**Task material**
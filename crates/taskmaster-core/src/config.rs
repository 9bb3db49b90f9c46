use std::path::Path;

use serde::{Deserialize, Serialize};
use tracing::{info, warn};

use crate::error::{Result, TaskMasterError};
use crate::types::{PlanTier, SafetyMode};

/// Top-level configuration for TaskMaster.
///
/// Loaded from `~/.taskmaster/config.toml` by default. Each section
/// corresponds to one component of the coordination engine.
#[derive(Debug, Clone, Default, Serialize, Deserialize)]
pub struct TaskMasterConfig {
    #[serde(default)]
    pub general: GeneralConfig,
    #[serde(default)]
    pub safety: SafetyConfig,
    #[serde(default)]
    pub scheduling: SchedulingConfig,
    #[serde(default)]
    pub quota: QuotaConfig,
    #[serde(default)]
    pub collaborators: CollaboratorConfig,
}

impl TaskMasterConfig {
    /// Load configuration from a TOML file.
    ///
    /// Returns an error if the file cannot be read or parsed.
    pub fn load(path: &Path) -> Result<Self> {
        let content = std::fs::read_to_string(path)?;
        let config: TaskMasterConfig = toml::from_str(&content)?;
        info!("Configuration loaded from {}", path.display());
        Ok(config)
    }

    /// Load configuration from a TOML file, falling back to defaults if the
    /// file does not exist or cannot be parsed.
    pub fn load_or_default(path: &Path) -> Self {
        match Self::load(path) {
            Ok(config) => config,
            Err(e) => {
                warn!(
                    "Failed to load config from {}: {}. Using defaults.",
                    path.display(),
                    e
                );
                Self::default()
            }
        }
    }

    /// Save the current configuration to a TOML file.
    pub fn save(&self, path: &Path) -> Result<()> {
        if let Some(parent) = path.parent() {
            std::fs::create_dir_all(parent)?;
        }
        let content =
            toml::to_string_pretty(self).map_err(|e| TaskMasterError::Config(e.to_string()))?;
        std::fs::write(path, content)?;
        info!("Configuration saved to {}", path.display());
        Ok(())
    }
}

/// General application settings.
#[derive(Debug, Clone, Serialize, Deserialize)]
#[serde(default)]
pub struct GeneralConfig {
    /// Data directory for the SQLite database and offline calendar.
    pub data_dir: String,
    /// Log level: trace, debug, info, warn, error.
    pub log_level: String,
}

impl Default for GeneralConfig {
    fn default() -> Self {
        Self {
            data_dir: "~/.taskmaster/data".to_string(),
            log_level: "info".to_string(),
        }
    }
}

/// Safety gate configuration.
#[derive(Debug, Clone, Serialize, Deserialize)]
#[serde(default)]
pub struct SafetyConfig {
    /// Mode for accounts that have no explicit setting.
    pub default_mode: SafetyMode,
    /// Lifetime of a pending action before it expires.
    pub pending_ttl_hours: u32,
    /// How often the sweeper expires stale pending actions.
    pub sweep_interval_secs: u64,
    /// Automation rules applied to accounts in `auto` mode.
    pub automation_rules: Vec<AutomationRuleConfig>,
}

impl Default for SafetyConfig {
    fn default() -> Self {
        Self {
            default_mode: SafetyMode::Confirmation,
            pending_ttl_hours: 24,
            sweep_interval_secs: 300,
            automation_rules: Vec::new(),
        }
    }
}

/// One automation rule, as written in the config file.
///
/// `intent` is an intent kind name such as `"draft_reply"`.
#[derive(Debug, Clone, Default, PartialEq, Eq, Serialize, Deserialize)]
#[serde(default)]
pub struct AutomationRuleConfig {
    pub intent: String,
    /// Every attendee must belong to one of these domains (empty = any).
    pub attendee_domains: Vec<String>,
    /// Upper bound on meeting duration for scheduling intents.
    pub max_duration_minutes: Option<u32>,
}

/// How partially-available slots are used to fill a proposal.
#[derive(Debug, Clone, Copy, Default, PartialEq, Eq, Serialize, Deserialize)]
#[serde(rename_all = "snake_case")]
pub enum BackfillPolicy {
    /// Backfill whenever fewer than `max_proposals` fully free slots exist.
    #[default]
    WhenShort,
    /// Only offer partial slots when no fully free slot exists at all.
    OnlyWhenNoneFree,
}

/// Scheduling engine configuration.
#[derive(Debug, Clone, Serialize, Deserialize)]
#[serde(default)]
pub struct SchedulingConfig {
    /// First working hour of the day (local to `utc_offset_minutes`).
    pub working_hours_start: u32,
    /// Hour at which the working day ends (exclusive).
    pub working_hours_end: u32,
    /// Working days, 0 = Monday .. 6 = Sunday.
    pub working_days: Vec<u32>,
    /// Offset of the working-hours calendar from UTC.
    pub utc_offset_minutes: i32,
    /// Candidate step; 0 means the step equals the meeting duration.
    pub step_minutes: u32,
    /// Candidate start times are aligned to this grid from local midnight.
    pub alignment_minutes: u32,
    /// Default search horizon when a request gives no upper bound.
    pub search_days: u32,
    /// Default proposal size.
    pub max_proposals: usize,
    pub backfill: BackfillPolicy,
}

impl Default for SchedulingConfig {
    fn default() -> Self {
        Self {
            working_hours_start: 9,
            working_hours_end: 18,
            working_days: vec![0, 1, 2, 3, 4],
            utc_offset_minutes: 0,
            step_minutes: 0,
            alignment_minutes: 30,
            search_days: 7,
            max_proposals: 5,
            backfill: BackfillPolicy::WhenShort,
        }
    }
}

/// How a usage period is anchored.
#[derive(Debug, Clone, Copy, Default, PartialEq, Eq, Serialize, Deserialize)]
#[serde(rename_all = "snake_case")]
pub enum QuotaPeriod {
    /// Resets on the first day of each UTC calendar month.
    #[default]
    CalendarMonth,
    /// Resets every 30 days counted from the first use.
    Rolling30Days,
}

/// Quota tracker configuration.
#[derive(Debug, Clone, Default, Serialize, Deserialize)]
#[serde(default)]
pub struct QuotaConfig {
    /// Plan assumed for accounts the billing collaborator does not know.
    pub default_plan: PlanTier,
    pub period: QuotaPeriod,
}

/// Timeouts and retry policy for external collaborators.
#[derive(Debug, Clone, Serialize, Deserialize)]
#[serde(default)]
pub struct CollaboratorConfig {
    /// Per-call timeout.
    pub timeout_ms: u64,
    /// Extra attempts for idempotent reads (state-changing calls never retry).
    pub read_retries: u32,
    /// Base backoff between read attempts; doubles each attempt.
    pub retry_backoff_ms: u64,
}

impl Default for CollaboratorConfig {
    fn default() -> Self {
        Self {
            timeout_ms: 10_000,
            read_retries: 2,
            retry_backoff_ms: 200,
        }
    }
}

--

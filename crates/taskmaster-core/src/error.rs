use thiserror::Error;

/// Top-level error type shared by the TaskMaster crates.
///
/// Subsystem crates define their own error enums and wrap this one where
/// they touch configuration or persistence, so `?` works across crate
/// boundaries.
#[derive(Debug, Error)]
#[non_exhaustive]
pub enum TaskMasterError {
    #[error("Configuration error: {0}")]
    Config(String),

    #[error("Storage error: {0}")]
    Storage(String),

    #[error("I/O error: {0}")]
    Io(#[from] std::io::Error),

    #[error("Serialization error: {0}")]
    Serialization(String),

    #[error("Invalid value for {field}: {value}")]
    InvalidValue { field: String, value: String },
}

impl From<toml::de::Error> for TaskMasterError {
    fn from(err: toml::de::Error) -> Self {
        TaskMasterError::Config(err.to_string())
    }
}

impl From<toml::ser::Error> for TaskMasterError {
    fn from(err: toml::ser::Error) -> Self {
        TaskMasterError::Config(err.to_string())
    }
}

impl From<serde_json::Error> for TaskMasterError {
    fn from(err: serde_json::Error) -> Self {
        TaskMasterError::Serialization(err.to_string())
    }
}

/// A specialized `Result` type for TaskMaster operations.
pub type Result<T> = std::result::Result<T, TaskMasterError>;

**What this task involves**
Using the records above, copy word for word the line with "filename crates/taskmaster-core/src/config.rs", the line with "pub struct TaskMasterConfig", and every line between them.

**Task result**
filename crates/taskmaster-core/src/config.rs
repository 9bb3db49b90f9c46
use std::path::Path;

use serde::{Deserialize, Serialize};
use tracing::{info, warn};

use crate::error::{Result, TaskMasterError};
use crate::types::{PlanTier, SafetyMode};

/// Top-level configuration for TaskMaster.
///
/// Loaded from `~/.taskmaster/config.toml` by default. Each section
/// corresponds to one component of the coordination engine.
#[derive(Debug, Clone, Default, Serialize, Deserialize)]
pub struct TaskMasterConfig {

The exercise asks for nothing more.